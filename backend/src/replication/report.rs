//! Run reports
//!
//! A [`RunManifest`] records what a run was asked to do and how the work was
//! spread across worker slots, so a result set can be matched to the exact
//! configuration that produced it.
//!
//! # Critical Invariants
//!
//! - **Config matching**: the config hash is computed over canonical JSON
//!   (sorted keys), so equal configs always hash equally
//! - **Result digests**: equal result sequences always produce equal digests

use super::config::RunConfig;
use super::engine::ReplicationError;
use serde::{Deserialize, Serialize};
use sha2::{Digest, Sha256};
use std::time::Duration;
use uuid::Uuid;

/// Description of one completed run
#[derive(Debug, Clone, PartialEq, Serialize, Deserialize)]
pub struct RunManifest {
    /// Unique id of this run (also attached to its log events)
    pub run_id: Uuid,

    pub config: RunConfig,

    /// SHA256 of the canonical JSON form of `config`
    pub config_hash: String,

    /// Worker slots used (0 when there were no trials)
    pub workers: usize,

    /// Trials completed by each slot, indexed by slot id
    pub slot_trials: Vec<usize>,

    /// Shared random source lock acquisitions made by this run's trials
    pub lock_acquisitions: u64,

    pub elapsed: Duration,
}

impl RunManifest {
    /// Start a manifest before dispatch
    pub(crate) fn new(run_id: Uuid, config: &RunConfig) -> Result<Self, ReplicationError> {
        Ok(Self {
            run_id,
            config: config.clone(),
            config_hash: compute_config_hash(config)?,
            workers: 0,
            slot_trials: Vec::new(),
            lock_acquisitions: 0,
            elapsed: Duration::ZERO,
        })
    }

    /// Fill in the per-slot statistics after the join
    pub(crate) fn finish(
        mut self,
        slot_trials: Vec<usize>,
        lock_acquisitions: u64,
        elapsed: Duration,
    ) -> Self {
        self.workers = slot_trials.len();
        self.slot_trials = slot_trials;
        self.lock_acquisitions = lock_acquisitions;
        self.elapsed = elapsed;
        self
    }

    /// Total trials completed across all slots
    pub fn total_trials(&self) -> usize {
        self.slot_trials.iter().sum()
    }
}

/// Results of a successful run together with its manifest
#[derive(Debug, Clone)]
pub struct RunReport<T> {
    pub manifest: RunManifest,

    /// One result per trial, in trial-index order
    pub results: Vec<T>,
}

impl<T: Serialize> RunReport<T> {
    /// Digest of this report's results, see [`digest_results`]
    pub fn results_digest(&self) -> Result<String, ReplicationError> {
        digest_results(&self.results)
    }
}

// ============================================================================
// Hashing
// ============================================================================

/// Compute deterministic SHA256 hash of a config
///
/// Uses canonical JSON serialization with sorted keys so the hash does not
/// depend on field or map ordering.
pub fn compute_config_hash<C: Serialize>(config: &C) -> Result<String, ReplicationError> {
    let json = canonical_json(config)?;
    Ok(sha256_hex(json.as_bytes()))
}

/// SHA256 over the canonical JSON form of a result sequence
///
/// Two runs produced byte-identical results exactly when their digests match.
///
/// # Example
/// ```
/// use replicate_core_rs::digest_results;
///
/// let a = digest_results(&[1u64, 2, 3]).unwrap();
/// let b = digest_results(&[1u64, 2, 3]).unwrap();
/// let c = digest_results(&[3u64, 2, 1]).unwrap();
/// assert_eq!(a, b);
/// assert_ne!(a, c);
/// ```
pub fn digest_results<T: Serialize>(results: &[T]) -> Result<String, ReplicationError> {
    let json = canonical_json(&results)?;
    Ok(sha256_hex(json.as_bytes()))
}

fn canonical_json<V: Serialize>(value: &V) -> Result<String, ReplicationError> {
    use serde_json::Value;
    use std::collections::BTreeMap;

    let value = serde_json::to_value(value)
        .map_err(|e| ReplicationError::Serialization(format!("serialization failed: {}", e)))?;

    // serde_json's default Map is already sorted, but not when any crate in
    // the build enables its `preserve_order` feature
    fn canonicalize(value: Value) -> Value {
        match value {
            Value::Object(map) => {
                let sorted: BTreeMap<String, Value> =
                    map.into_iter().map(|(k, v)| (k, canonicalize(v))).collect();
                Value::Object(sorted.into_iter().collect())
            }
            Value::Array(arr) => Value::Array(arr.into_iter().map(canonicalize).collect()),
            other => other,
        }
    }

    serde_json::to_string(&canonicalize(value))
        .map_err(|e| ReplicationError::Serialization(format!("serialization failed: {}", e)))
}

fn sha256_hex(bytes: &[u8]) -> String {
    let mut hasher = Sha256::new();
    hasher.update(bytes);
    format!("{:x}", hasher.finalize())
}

---

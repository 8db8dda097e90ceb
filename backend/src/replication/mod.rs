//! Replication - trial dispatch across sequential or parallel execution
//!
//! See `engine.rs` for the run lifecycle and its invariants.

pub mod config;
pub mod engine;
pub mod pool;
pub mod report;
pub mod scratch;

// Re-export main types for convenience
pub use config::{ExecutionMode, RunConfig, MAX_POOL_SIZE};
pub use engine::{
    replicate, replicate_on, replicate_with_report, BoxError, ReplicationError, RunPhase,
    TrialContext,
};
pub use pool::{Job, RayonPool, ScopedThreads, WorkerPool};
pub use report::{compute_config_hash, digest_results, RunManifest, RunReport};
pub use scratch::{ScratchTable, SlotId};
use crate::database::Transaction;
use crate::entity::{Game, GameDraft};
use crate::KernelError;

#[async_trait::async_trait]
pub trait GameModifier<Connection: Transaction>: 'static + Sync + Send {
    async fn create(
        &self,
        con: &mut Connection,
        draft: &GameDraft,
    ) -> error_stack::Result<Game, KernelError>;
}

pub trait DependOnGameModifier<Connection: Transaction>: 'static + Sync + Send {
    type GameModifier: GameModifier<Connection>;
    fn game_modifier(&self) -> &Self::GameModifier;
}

---

The response consists of the lines above that contain "BTreeMap".

    use std::collections::BTreeMap;
                let sorted: BTreeMap<String, Value> =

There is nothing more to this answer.